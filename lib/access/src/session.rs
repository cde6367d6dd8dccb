//! Request-scoped session data and the contract for its backing store.
//!
//! A request loads its [`SessionData`] once, reads and mutates it while the
//! handler runs, and hands it back to the [`SessionStore`] afterwards. The
//! login protocol only ever touches two keys: [`USERNAME_KEY`] and
//! [`NEXT_KEY`].

use crate::error::SessionStoreError;
use async_trait::async_trait;
use chrono::{DateTime, Duration, Utc};
use googlefed_core::SessionId;
use rootcause::Report;
use serde::{Deserialize, Serialize};
use std::collections::BTreeMap;

/// Session key holding the authenticated external username.
pub const USERNAME_KEY: &str = "username";

/// Session key holding the post-login return URL.
pub const NEXT_KEY: &str = "next";

/// String-keyed values of one browser session.
#[derive(Debug, Clone, Default, PartialEq, Eq, Serialize, Deserialize)]
#[serde(transparent)]
pub struct SessionData {
    values: BTreeMap<String, String>,
    #[serde(skip)]
    modified: bool,
    #[serde(skip)]
    invalidated: bool,
}

impl SessionData {
    /// Creates an empty session.
    #[must_use]
    pub fn new() -> Self {
        Self::default()
    }

    /// Returns the value stored under `key`.
    #[must_use]
    pub fn get(&self, key: &str) -> Option<&str> {
        self.values.get(key).map(String::as_str)
    }

    /// Stores `value` under `key`.
    pub fn insert(&mut self, key: impl Into<String>, value: impl Into<String>) {
        self.values.insert(key.into(), value.into());
        self.modified = true;
    }

    /// Removes and returns the value stored under `key`.
    pub fn remove(&mut self, key: &str) -> Option<String> {
        let removed = self.values.remove(key);
        if removed.is_some() {
            self.modified = true;
        }
        removed
    }

    /// Drops every value and marks the session for deletion from the store.
    pub fn invalidate(&mut self) {
        self.values.clear();
        self.invalidated = true;
        self.modified = true;
    }

    /// Returns the authenticated external username, ignoring blank values.
    #[must_use]
    pub fn username(&self) -> Option<&str> {
        self.get(USERNAME_KEY).filter(|u| !u.is_empty())
    }

    /// Returns the pending return URL.
    #[must_use]
    pub fn next_url(&self) -> Option<&str> {
        self.get(NEXT_KEY)
    }

    /// Returns true if the session changed since it was loaded.
    #[must_use]
    pub fn is_modified(&self) -> bool {
        self.modified
    }

    /// Returns true if the session was destroyed during this request.
    #[must_use]
    pub fn is_invalidated(&self) -> bool {
        self.invalidated
    }

    /// Returns true if no values are stored.
    #[must_use]
    pub fn is_empty(&self) -> bool {
        self.values.is_empty()
    }

    /// Clears the change flags, as after a successful save.
    pub fn mark_saved(&mut self) {
        self.modified = false;
        self.invalidated = false;
    }
}

/// A session as held by a backing store, with its lifetime.
#[derive(Debug, Clone, PartialEq, Eq, Serialize, Deserialize)]
pub struct StoredSession {
    /// The session's values.
    data: SessionData,
    /// When the session was created.
    created_at: DateTime<Utc>,
    /// When the session expires.
    expires_at: DateTime<Utc>,
}

impl StoredSession {
    /// Creates a stored session valid for `duration`.
    #[must_use]
    pub fn new(data: SessionData, duration: Duration) -> Self {
        let now = Utc::now();
        Self {
            data,
            created_at: now,
            expires_at: now + duration,
        }
    }

    /// Returns the session's values.
    #[must_use]
    pub fn data(&self) -> &SessionData {
        &self.data
    }

    /// Returns when the session was created.
    #[must_use]
    pub fn created_at(&self) -> DateTime<Utc> {
        self.created_at
    }

    /// Returns when the session expires.
    #[must_use]
    pub fn expires_at(&self) -> DateTime<Utc> {
        self.expires_at
    }

    /// Returns true if the session has expired.
    #[must_use]
    pub fn is_expired(&self) -> bool {
        Utc::now() >= self.expires_at
    }

    /// Replaces the values and extends expiration.
    pub fn refresh(&mut self, data: SessionData, duration: Duration) {
        self.data = data;
        self.expires_at = Utc::now() + duration;
    }
}

/// Server-side session persistence.
///
/// Expiry is owned by the store: an expired session must load as `None`.
#[async_trait]
pub trait SessionStore: Send + Sync {
    /// Loads the session, or `None` if it is unknown or expired.
    async fn load(&self, id: &SessionId) -> Result<Option<SessionData>, Report<SessionStoreError>>;

    /// Saves the session and extends its expiry.
    async fn save(&self, id: &SessionId, data: &SessionData)
    -> Result<(), Report<SessionStoreError>>;

    /// Deletes the session.
    async fn delete(&self, id: &SessionId) -> Result<(), Report<SessionStoreError>>;

    /// Deletes every expired session, returning how many were removed.
    async fn delete_expired(&self) -> Result<u64, Report<SessionStoreError>>;
}

#[cfg(test)]
mod tests {
    use super::*;

    #[test]
    fn new_session_is_clean() {
        let session = SessionData::new();
        assert!(session.is_empty());
        assert!(!session.is_modified());
        assert!(!session.is_invalidated());
        assert!(session.username().is_none());
    }

    #[test]
    fn insert_and_remove_track_modification() {
        let mut session = SessionData::new();
        session.insert(NEXT_KEY, "/reports");
        assert!(session.is_modified());
        assert_eq!(session.next_url(), Some("/reports"));

        session.mark_saved();
        assert_eq!(session.remove("missing"), None);
        assert!(!session.is_modified());

        assert_eq!(session.remove(NEXT_KEY).as_deref(), Some("/reports"));
        assert!(session.is_modified());
        assert!(session.next_url().is_none());
    }

    #[test]
    fn blank_username_is_absent() {
        let mut session = SessionData::new();
        session.insert(USERNAME_KEY, "");
        assert!(session.username().is_none());
    }

    #[test]
    fn invalidate_clears_everything() {
        let mut session = SessionData::new();
        session.insert(USERNAME_KEY, "alice@good.org");
        session.insert(NEXT_KEY, "/");
        session.invalidate();

        assert!(session.is_empty());
        assert!(session.is_invalidated());
        assert!(session.username().is_none());
    }

    #[test]
    fn session_data_serializes_values_only() {
        let mut session = SessionData::new();
        session.insert(USERNAME_KEY, "alice@good.org");
        let json = serde_json::to_string(&session).expect("serialize");
        assert_eq!(json, r#"{"username":"alice@good.org"}"#);

        let parsed: SessionData = serde_json::from_str(&json).expect("deserialize");
        assert_eq!(parsed.username(), Some("alice@good.org"));
        assert!(!parsed.is_modified());
    }

    #[test]
    fn stored_session_expiration() {
        let expired = StoredSession::new(SessionData::new(), Duration::seconds(-1));
        assert!(expired.is_expired());

        let live = StoredSession::new(SessionData::new(), Duration::hours(1));
        assert!(!live.is_expired());
        assert!(live.expires_at() > live.created_at());
    }

    #[test]
    fn stored_session_refresh_extends_expiry() {
        let mut stored = StoredSession::new(SessionData::new(), Duration::seconds(1));
        let old_expires = stored.expires_at();

        let mut data = SessionData::new();
        data.insert(USERNAME_KEY, "alice@good.org");
        stored.refresh(data, Duration::hours(2));

        assert!(stored.expires_at() > old_expires);
        assert_eq!(stored.data().username(), Some("alice@good.org"));
    }
}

#####

Copy the material above word for word, taking the first line, the line containing "pub const NEXT_KEY: &str", and every line between them, and nothing else.

filename lib/access/src/session.rs
repository cde6367d6dd8dccb
//! Request-scoped session data and the contract for its backing store.
//!
//! A request loads its [`SessionData`] once, reads and mutates it while the
//! handler runs, and hands it back to the [`SessionStore`] afterwards. The
//! login protocol only ever touches two keys: [`USERNAME_KEY`] and
//! [`NEXT_KEY`].

use crate::error::SessionStoreError;
use async_trait::async_trait;
use chrono::{DateTime, Duration, Utc};
use googlefed_core::SessionId;
use rootcause::Report;
use serde::{Deserialize, Serialize};
use std::collections::BTreeMap;

/// Session key holding the authenticated external username.
pub const USERNAME_KEY: &str = "username";

/// Session key holding the post-login return URL.
pub const NEXT_KEY: &str = "next";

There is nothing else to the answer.